There is no question that Laporta’s approach to Barcelona’s crisis — spending vast sums on new signings in the hope of winning trophies immediately and kick-starting a “virtuous cycle” of triumph and investment — is risky. Still, though, it is just about possible to discern some sort of logic behind it.

What is curious is the notion that this is what his club’s fans not only desire, but demand. Laporta almost seemed to be suggesting that, if Barcelona does not maintain a steady supply of flashbulb moments and fond memories, then those 400 million souls would simply drift away.

To many, that is not how fandom works. Fan, after all, is not a synonym for consumer. A fan does not drift away when thick turns to thin. A fan can bear a couple of fallow years (especially at a time when Barcelona could very easily point to Pedri and Gavi and Ansu Fati and convince those same fans that a golden dawn lay at the end of a brief period of night). A fan should, in theory, be more concerned by the club’s long-term health than its short-term glory.

And yet, for Barcelona as much as any elite team, that does not appear to be how all fans work. Laporta’s approach is defended to the hilt by an army of supporters on social media. His lionization is such that one member compared him, in what may be a first, to both the Pope and Kim Jong-un.

Perhaps Laporta is right. Perhaps there is a section of Barcelona’s public that demands immediate satisfaction, that cannot countenance the idea of a few years of finishing as low as, say, third. Those are the people that Laporta believes he has to appease. Perhaps he is right. They are, it seems, real. They do exist. Whether they should be described as fans or not is a different matter.

Mark Cuban would be delighted to know that he has prompted such contemplation among the readership of The New York Times’s pre-eminent soccer newsletter. He’d be even happier to know that so many of you agreed that he was right to worry that fans who come to sports through TikTok may not have the attention span to watch a whole game.

“Kids may have grown out of ‘Tom and Jerry,’ but cartoons and the networks they ran on didn’t have an algorithm in their pocket, one they’ll carry for the rest of their lives, to keep that impulsive short-fix delivery method in their hands and vision,” wrote Eric Blind.

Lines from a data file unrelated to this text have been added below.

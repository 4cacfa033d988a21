//! Round-robin index over the catalog snapshot, plus the permanent-error set it skips.

use std::collections::BTreeSet;

use serde::{Deserialize, Serialize};

use crate::upstream::{CatalogItem, ItemId};

#[derive(Debug, Clone, Default)]
pub struct ScanCursor {
    catalog: Vec<CatalogItem>,
    index: usize,
    errored: BTreeSet<ItemId>,
}

/// Persisted cursor position (the `cursor` checkpoint section). The id lets a restart land
/// on the same item even if the catalog was reordered in between.
#[derive(Debug, Clone, Default, PartialEq, Eq, Serialize, Deserialize)]
pub struct CursorState {
    pub index: usize,
    #[serde(default)]
    pub item_id: Option<ItemId>,
    #[serde(default)]
    pub catalog: Vec<CatalogItem>,
}

impl ScanCursor {
    pub fn new(catalog: Vec<CatalogItem>) -> Self {
        Self {
            catalog,
            index: 0,
            errored: BTreeSet::new(),
        }
    }

    pub fn restore(state: CursorState, errored: BTreeSet<ItemId>) -> Self {
        let mut c = Self {
            catalog: Vec::new(),
            index: state.index,
            errored,
        };
        c.replace_catalog_at(state.catalog, state.item_id);
        c
    }

    pub fn current(&self) -> Option<&CatalogItem> {
        self.catalog.get(self.index)
    }

    /// Step forward, wrapping to 0 at the end of the catalog.
    pub fn advance(&mut self) {
        if self.catalog.is_empty() {
            self.index = 0;
            return;
        }
        self.index += 1;
        if self.index >= self.catalog.len() {
            self.index = 0;
        }
    }

    /// Next round-robin target, stepping over errored items (each step advances the cursor).
    /// Inspects at most one full lap; `None` if the catalog is empty or fully errored.
    pub fn next_target(&mut self) -> Option<ItemId> {
        for _ in 0..self.catalog.len() {
            let id = self.catalog[self.index].id;
            if !self.errored.contains(&id) {
                return Some(id);
            }
            tracing::trace!(target: "acquire", item = id, "skipping errored item");
            self.advance();
        }
        None
    }

    /// Swap in a fresh catalog, staying on the current item if it is still listed.
    pub fn replace_catalog(&mut self, catalog: Vec<CatalogItem>) {
        let anchor = self.current().map(|it| it.id);
        self.replace_catalog_at(catalog, anchor);
    }

    fn replace_catalog_at(&mut self, catalog: Vec<CatalogItem>, anchor: Option<ItemId>) {
        self.catalog = catalog;
        if let Some(pos) = anchor.and_then(|id| self.catalog.iter().position(|it| it.id == id)) {
            self.index = pos;
        } else if self.index >= self.catalog.len() {
            self.index = 0;
        }
    }

    pub fn mark_errored(&mut self, id: ItemId) -> bool {
        self.errored.insert(id)
    }

    /// Forget a permanent error after the item answered successfully on demand.
    pub fn clear_errored(&mut self, id: ItemId) -> bool {
        self.errored.remove(&id)
    }

    pub fn is_errored(&self, id: ItemId) -> bool {
        self.errored.contains(&id)
    }

    pub fn errored(&self) -> &BTreeSet<ItemId> {
        &self.errored
    }

    pub fn index(&self) -> usize {
        self.index
    }

    pub fn catalog(&self) -> &[CatalogItem] {
        &self.catalog
    }

    pub fn state(&self) -> CursorState {
        CursorState {
            index: self.index,
            item_id: self.current().map(|it| it.id),
            catalog: self.catalog.clone(),
        }
    }
}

Joel Gardner wrote along similar lines. “Cuban got rich in the sports business from his college days, so we ignore him at our peril. Kids have always had attention issues. Never before, though, have there been so many stimuli. The evening news is no longer Walter Cronkite. Ditto ‘SportsCenter,’ with its plays of the day. Cram that down through social media to TikTok, and it bodes ill not just for sports but for all human discourse.”

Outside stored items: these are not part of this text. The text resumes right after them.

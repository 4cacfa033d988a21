//! # Rate Gate
//! System-wide pacing of outbound upstream calls: at most `max_requests` dispatches in any
//! window of `interval`. Waiting calls are admitted by priority, then arrival order.
//! Nothing is dropped, only delayed, and the call's own result is handed back untouched.

use std::cmp::Ordering;
use std::collections::{BinaryHeap, VecDeque};
use std::future::Future;
use std::sync::atomic::{AtomicU64, Ordering as AtomicOrdering};
use std::sync::Arc;
use std::time::Duration;

use anyhow::{anyhow, Context, Result};
use tokio::sync::{mpsc, oneshot};
use tokio::time::Instant;

/// Admission priorities used across the crate. Higher goes first.
pub mod priority {
    pub const DIRECT: i32 = 2;
    pub const OVERLAY: i32 = 1;
    pub const ROUND_ROBIN: i32 = 0;
    pub const CATALOG: i32 = -1;
}

/// A caller waiting for its turn.
#[derive(Debug)]
struct Ticket {
    priority: i32,
    sequence: u64, // for stable ordering of same priority
    grant: oneshot::Sender<()>,
}

impl PartialEq for Ticket {
    fn eq(&self, other: &Self) -> bool {
        self.priority == other.priority && self.sequence == other.sequence
    }
}

impl Eq for Ticket {}

impl PartialOrd for Ticket {
    fn partial_cmp(&self, other: &Self) -> Option<Ordering> {
        Some(self.cmp(other))
    }
}

impl Ord for Ticket {
    fn cmp(&self, other: &Self) -> Ordering {
        // Higher priority first, then earlier sequence
        match self.priority.cmp(&other.priority) {
            Ordering::Equal => other.sequence.cmp(&self.sequence),
            ordering => ordering,
        }
    }
}

#[derive(Debug, Clone)]
pub struct RateGate {
    tx: mpsc::UnboundedSender<Ticket>,
    sequence: Arc<AtomicU64>,
}

impl RateGate {
    /// Start the pacing task. `max_requests` of 0 is treated as 1.
    pub fn spawn(max_requests: u32, interval: Duration) -> Self {
        let (tx, rx) = mpsc::unbounded_channel();
        tokio::spawn(pace(rx, max_requests.max(1) as usize, interval));
        Self {
            tx,
            sequence: Arc::new(AtomicU64::new(0)),
        }
    }

    /// A gate whose pacer has already stopped; every dispatch fails.
    #[cfg(test)]
    pub(crate) fn closed() -> Self {
        let (tx, _) = mpsc::unbounded_channel();
        Self {
            tx,
            sequence: Arc::new(AtomicU64::new(0)),
        }
    }

    /// Wait for admission, then run `thunk` and return its output as is.
    pub async fn dispatch<F, Fut, T>(&self, priority: i32, thunk: F) -> Result<T>
    where
        F: FnOnce() -> Fut,
        Fut: Future<Output = T>,
    {
        let (grant, granted) = oneshot::channel();
        let ticket = Ticket {
            priority,
            sequence: self.sequence.fetch_add(1, AtomicOrdering::Relaxed),
            grant,
        };
        self.tx
            .send(ticket)
            .map_err(|_| anyhow!("rate gate is closed"))?;
        granted.await.context("rate gate dropped a waiting call")?;
        Ok(thunk().await)
    }
}

/// Admission loop. Keeps the dispatch instants of the current window; when the window is
/// full it sleeps until the oldest one ages out.
async fn pace(mut rx: mpsc::UnboundedReceiver<Ticket>, max: usize, interval: Duration) {
    let mut waiting: BinaryHeap<Ticket> = BinaryHeap::new();
    let mut window: VecDeque<Instant> = VecDeque::with_capacity(max);

    loop {
        if waiting.is_empty() {
            match rx.recv().await {
                Some(t) => waiting.push(t),
                None => break,
            }
        }

        while window.len() >= max {
            let Some(&oldest) = window.front() else { break };
            tokio::time::sleep_until(oldest + interval).await;
            window.pop_front();
        }

        // Late arrivals compete on priority with whoever was already waiting.
        while let Ok(t) = rx.try_recv() {
            waiting.push(t);
        }

        while let Some(t) = waiting.pop() {
            // A caller that gave up does not consume a slot.
            if t.grant.send(()).is_ok() {
                window.push_back(Instant::now());
                break;
            }
        }
    }
    tracing::debug!(target: "acquire", "rate gate pacer stopped");
}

Tim Ireland/EPA, via Shutterstock

For Brian Yaney, meanwhile, Cuban sounded like “another parent engaged in a desperate daily struggle to extract his child from the mind-numbing oblivion offered by transient social networks and to engage them in positive developmental activities.” Brian worried that by demurring, I was not “paying enough attention to the real world,” outside of sports consumption.

I did not want to dismiss Cuban’s concerns glibly, certainly. I’m a parent, too, and though my children are too young to have encountered social media, we have already seen the effects of on-demand streaming on one of them. (Just cartoons and some portent of doom called ‘Blippi,’ but only because we couldn’t get him to pay attention to ‘Succession.’)

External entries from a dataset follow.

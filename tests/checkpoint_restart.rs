// tests/checkpoint_restart.rs
//
// Durable round trip: run a few ticks, checkpoint to a FileStore in a temp dir, then
// rehydrate a brand-new scheduler state from the same directory.

use std::sync::Arc;
use std::time::Duration;

use catalog_watch::acquire::{RateGate, Scheduler, SchedulerState};
use catalog_watch::checkpoint::{
    section, Checkpoint, CheckpointWriter, DurableStore, FileStore, WriteQueue, WriteReport,
};
use catalog_watch::fanout::LiveFanout;
use catalog_watch::upstream::providers::fixture::FixtureUpstream;
use catalog_watch::upstream::{CatalogItem, Event, FetchOutcome};
use catalog_watch::SchedulerConfig;
use chrono::{TimeZone, Utc};
use tempfile::tempdir;

fn catalog() -> Vec<CatalogItem> {
    (1..=4)
        .map(|id| CatalogItem {
            id,
            name: format!("item-{id}"),
        })
        .collect()
}

#[tokio::test]
async fn restart_resumes_from_file_checkpoint() {
    let dir = tempdir().expect("tempdir");
    let now = Utc.with_ymd_and_hms(2025, 10, 2, 9, 0, 0).unwrap();
    let cfg = SchedulerConfig {
        daily_quota: 1_000,
        ..SchedulerConfig::default()
    };

    let up = Arc::new(FixtureUpstream::new(catalog()));
    up.script(
        1,
        FetchOutcome::Success(vec![Event {
            timestamp: 1_700,
            body: "hello".into(),
        }]),
    );
    up.script(2, FetchOutcome::Failure { status: 404 });

    let mut state = SchedulerState::fresh(&cfg, now);
    state.cursor.replace_catalog(catalog());
    let mut sched = Scheduler::new(
        state,
        up,
        RateGate::spawn(100, Duration::from_millis(1)),
        LiveFanout::default(),
        Duration::from_secs(1),
    );
    sched.tick(now).await; // 1 committed
    sched.tick(now).await; // 2 errored
    sched.push_hint(vec![3], now);

    let store: Arc<dyn DurableStore> = Arc::new(FileStore::new(dir.path()));
    let mut writer = CheckpointWriter::new(WriteQueue::spawn(store.clone()));
    let report = writer.write_if_needed(&sched.state().snapshot(now)).await;
    assert_eq!(report, WriteReport::Written { failed: 0 });
    for name in [
        section::EVENTS,
        section::ERRORS,
        section::CURSOR,
        section::HINTS,
        section::QUOTA,
    ] {
        assert!(
            dir.path().join(format!("{name}.json")).exists(),
            "missing section file {name}"
        );
    }

    // fresh process
    let reopened = FileStore::new(dir.path());
    let saved = Checkpoint::load(&reopened).await;
    let restored = SchedulerState::from_checkpoint(saved, &cfg, now);

    assert_eq!(restored.store.newest(1), Some(1_700));
    assert!(restored.cursor.is_errored(2));
    assert_eq!(restored.cursor.current().map(|it| it.id), Some(3));
    assert_eq!(restored.hints.get(3), Some(now.timestamp()));
    // 998 left at checkpoint time, minus the restart margin
    assert_eq!(restored.governor.remaining(), 998 - cfg.quota_safety_margin);
}

#[tokio::test]
async fn corrupt_section_on_disk_does_not_block_startup() {
    let dir = tempdir().expect("tempdir");
    std::fs::write(dir.path().join("quota.json"), b"{ truncated").expect("write");
    std::fs::write(dir.path().join("errors.json"), b"[7, 8]").expect("write");

    let saved = Checkpoint::load(&FileStore::new(dir.path())).await;
    assert!(saved.quota.is_none());
    assert_eq!(saved.errors.len(), 2);

    let state = SchedulerState::from_checkpoint(saved, &SchedulerConfig::default(), Utc::now());
    assert_eq!(
        state.governor.remaining(),
        SchedulerConfig::default().daily_quota,
        "unreadable quota means a fresh epoch"
    );
}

And, as Neil Postman so brilliantly illustrated, I have no doubt that the condensation of information, and the conflation of news and entertainment, has wreaked untold damage on public discourse.

In the context of sports, though, I have more hope. It doesn’t strike me as especially unusual that kids wouldn’t watch entire games; it seems logical that appreciation for a sport develops as we grow older and more comprehending of its nuances. And even if that is not the case, it strikes me as a shame that nobody in sports ever thinks that maybe it would be easier to address things like a lack of competitive balance than work out a way to boil down an entire game into a 12-second video clip.